Duncan White PhotoI am Associate Director in the Program in General Education and a lecturer in History & Literature at Harvard University. I joined History & Literature in 2015 and have taught extensively in the concentration, including as a junior tutor and as a senior thesis adviser. I have also served as Assistant Director and Associate Director of Studies in the program. In my HL90 seminar "England After Empire," students learn about the cultural history of the United Kingdom from the end of the Second World War to Brexit, while for the sophomore tutorial I have taught "London: World City" and "Understanding Empire," both of which considered the British Empire and its legacies. My most recent seminar is "Espionage: A Cultural History," in which students think about the representation of spies and spying from Edwardian Britain through the Cold War to the "War on Terror". I have taught as a lecturer in the English department, in which my seminar "The Empire Writes Back: Contemporary Fiction and the Booker Prize," explored the intersection of ideas of postcolonialism and prize culture. I also teach "The Novel and its Contexts," the Capstone English course in the Harvard Extension School.Cover of Cold Warriors

I am the author of Cold Warriors: Writers Who Waged the Literary Cold War (2019), a history of the literature on both sides of the Iron Curtain, published by Custom House/HarperCollins in the United States and Little, Brown in the United Kingdom. Cold Warriors follows writers including Graham Greene, John Le Carré, Mary McCarthy, George Orwell, Anna Akhmatova, Stephen Spender and Richard Wright through the conflicts and crises of the ideological struggle between the Soviet Union and the West. The book ranges from the Spanish Civil War to the collapse of the Berlin Wall and traces writers' involvement with dissidence, espionage and propaganda. 

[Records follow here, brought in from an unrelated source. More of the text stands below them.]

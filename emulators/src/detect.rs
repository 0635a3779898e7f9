//! 客户端会话与协议自动识别
//!
//! 识别阶段每个字节按优先级依次交给所有候选模拟器；
//! 第一个连续两次返回 `Consumed` 的候选胜出，其余被丢弃。
//! 返回 `NotMine` 的候选连续计数清零；所有候选都拒绝的字节记录警告后丢弃。

use centaur_protocol::GameEvent;
use tracing::{debug, info, warn};

use crate::emulator::{self, Emulator, EmulatorContext, FeedResult, Protocol};

/// 胜出所需的连续完整消息数
pub const DETECTION_STREAK: u32 = 2;

/// 会话状态
#[derive(Clone, Copy, Debug, PartialEq, Eq)]
pub enum SessionState {
    Disconnected,
    Detecting,
    Active,
}

struct Candidate {
    emulator: Box<dyn Emulator>,
    streak: u32,
}

/// 单个客户端连接的模拟器会话
pub struct Session {
    state: SessionState,
    candidates: Vec<Candidate>,
    active: Option<Box<dyn Emulator>>,
}

impl Session {
    /// 自动识别会话
    pub fn detecting(ctx: EmulatorContext) -> Self {
        let candidates = Protocol::PRIORITY
            .iter()
            .map(|&p| Candidate {
                emulator: emulator::create(p, ctx.clone()),
                streak: 0,
            })
            .collect();
        Self {
            state: SessionState::Detecting,
            candidates,
            active: None,
        }
    }

    /// 固定协议会话
    pub fn fixed(protocol: Protocol, ctx: EmulatorContext) -> Self {
        Self {
            state: SessionState::Active,
            candidates: Vec::new(),
            active: Some(emulator::create(protocol, ctx)),
        }
    }

    pub fn state(&self) -> SessionState {
        self.state
    }

    /// 已确定的协议
    pub fn protocol(&self) -> Option<Protocol> {
        self.active.as_ref().map(|e| e.protocol())
    }

    /// 喂入客户端字节；识别成功时返回胜出协议
    pub fn feed(&mut self, byte: u8) -> Option<Protocol> {
        match self.state {
            SessionState::Disconnected => None,
            SessionState::Active => {
                if let Some(active) = self.active.as_mut() {
                    if active.feed(byte) == FeedResult::NotMine {
                        active.reject(byte);
                    }
                }
                None
            }
            SessionState::Detecting => self.detect(byte),
        }
    }

    /// 喂入一段字节，返回其间识别出的协议
    pub fn feed_bytes(&mut self, bytes: &[u8]) -> Option<Protocol> {
        let mut detected = None;
        for &b in bytes {
            if let Some(p) = self.feed(b) {
                detected = Some(p);
            }
        }
        detected
    }

    fn detect(&mut self, byte: u8) -> Option<Protocol> {
        let mut accepted = false;
        for candidate in self.candidates.iter_mut() {
            match candidate.emulator.feed(byte) {
                FeedResult::Consumed => {
                    candidate.streak += 1;
                    accepted = true;
                }
                FeedResult::Partial => accepted = true,
                FeedResult::NotMine => candidate.streak = 0,
            }
        }

        if !accepted {
            warn!("没有模拟器接受字节 {:#04x}，丢弃", byte);
            return None;
        }

        let winner = self
            .candidates
            .iter()
            .position(|c| c.streak >= DETECTION_STREAK)?;
        let chosen = self.candidates.swap_remove(winner);
        for other in self.candidates.drain(..) {
            debug!("丢弃候选模拟器: {}", other.emulator.protocol());
        }
        let protocol = chosen.emulator.protocol();
        info!("识别到客户端协议: {}", protocol);
        self.active = Some(chosen.emulator);
        self.state = SessionState::Active;
        Some(protocol)
    }

    /// 对局事件只发给已激活的模拟器
    pub fn on_game_event(&mut self, event: &GameEvent) {
        if let Some(active) = self.active.as_mut() {
            active.on_game_event(event);
        } else if let Some(fen) = event.position_fen() {
            for candidate in self.candidates.iter_mut() {
                candidate.emulator.set_position(fen);
            }
        }
    }

    /// 静默同步局面
    pub fn set_position(&mut self, fen: &str) {
        if let Some(active) = self.active.as_mut() {
            active.set_position(fen);
        }
        for candidate in self.candidates.iter_mut() {
            candidate.emulator.set_position(fen);
        }
    }

    /// 断开：销毁所有模拟器
    pub fn close(&mut self) {
        self.candidates.clear();
        if let Some(mut active) = self.active.take() {
            active.reset();
        }
        self.state = SessionState::Disconnected;
    }
}

#[cfg(test)]
mod tests {
    use super::*;
    use crate::emulator::testing::Harness;
    use crate::pegasus;
    use centaur_protocol::{parity, PieceEvent};

    #[test]
    fn test_millennium_version_answered_during_detection() {
        let h = Harness::new();
        let mut session = Session::detecting(h.context());
        assert_eq!(session.feed_bytes(&parity::encode_message("V")), None);
        assert_eq!(session.state(), SessionState::Detecting);
        assert_eq!(
            h.take_bytes(),
            parity::encode_message("v3130")
        );

        assert_eq!(
            session.feed_bytes(&parity::encode_message("S")),
            Some(Protocol::Millennium)
        );
        assert_eq!(session.state(), SessionState::Active);
        assert_eq!(session.protocol(), Some(Protocol::Millennium));
    }

    #[test]
    fn test_pegasus_detected() {
        let h = Harness::new();
        let mut session = Session::detecting(h.context());
        assert_eq!(session.feed(b'B'), None);
        assert_eq!(session.feed(b'M'), Some(Protocol::Pegasus));
        let out = h.take_bytes();
        assert_eq!(out[0], pegasus::MSG_BOARD_DUMP);
    }

    #[test]
    fn test_chessnut_detected() {
        let h = Harness::new();
        let mut session = Session::detecting(h.context());
        assert_eq!(session.feed_bytes(&[0x21, 0x01, 0x00]), None);
        assert_eq!(h.take().len(), 1);
        assert_eq!(
            session.feed_bytes(&[0x29, 0x01, 0x00]),
            Some(Protocol::Chessnut)
        );
    }

    #[test]
    fn test_garbage_is_dropped() {
        let h = Harness::new();
        let mut session = Session::detecting(h.context());
        assert_eq!(session.feed_bytes(&[0xff, 0x00, 0xfe]), None);
        assert_eq!(session.state(), SessionState::Detecting);
        assert!(h.take().is_empty());
    }

    #[test]
    fn test_active_pegasus_echoes_unknown() {
        let h = Harness::new();
        let mut session = Session::fixed(Protocol::Pegasus, h.context());
        session.feed(0x31);
        assert_eq!(h.take_bytes(), vec![0x31]);
    }

    #[test]
    fn test_events_only_reach_active_emulator() {
        let h = Harness::new();
        let mut session = Session::detecting(h.context());
        session.on_game_event(&GameEvent::Piece(PieceEvent::lift(12)));
        assert!(h.take().is_empty());

        let mut session = Session::fixed(Protocol::Pegasus, h.context());
        session.on_game_event(&GameEvent::Piece(PieceEvent::lift(12)));
        assert_eq!(h.take_bytes(), pegasus::frame(pegasus::MSG_FIELD_UPDATE, &[52, 0]));
    }

    #[test]
    fn test_close() {
        let h = Harness::new();
        let mut session = Session::fixed(Protocol::Chessnut, h.context());
        session.close();
        assert_eq!(session.state(), SessionState::Disconnected);
        assert_eq!(session.feed(0x21), None);
        assert_eq!(session.protocol(), None);
    }
}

My first book, Nabokov and his Books: Between Late Modernism and the Literary Marketplace, was published by Oxford University Press in 2017. I also co-edited an essay collection, Transitional Nabokov (2009).

As an undergraduate I studied English at Cambridge University before taking a Master's in Russian and East European Literature at University College London. I completed my D.Phil in English at the University of Oxford in 2011, writing a thesis on the life and work of Vladimir Nabokov. After four years working as a sports reporter for The Sunday Telegraph in London, I moved to the United States, where I took a position as a Research Fellow at the Newhouse Center for the Humanities at Wellesley College.

Outside of my teaching and research, I still write occasional pieces for newspapers and magazines. I am a regular book reviewer for The Daily Telegraph, for whom I also write features and interviews, and have also published pieces with the Wall Street Journal and the New York Times.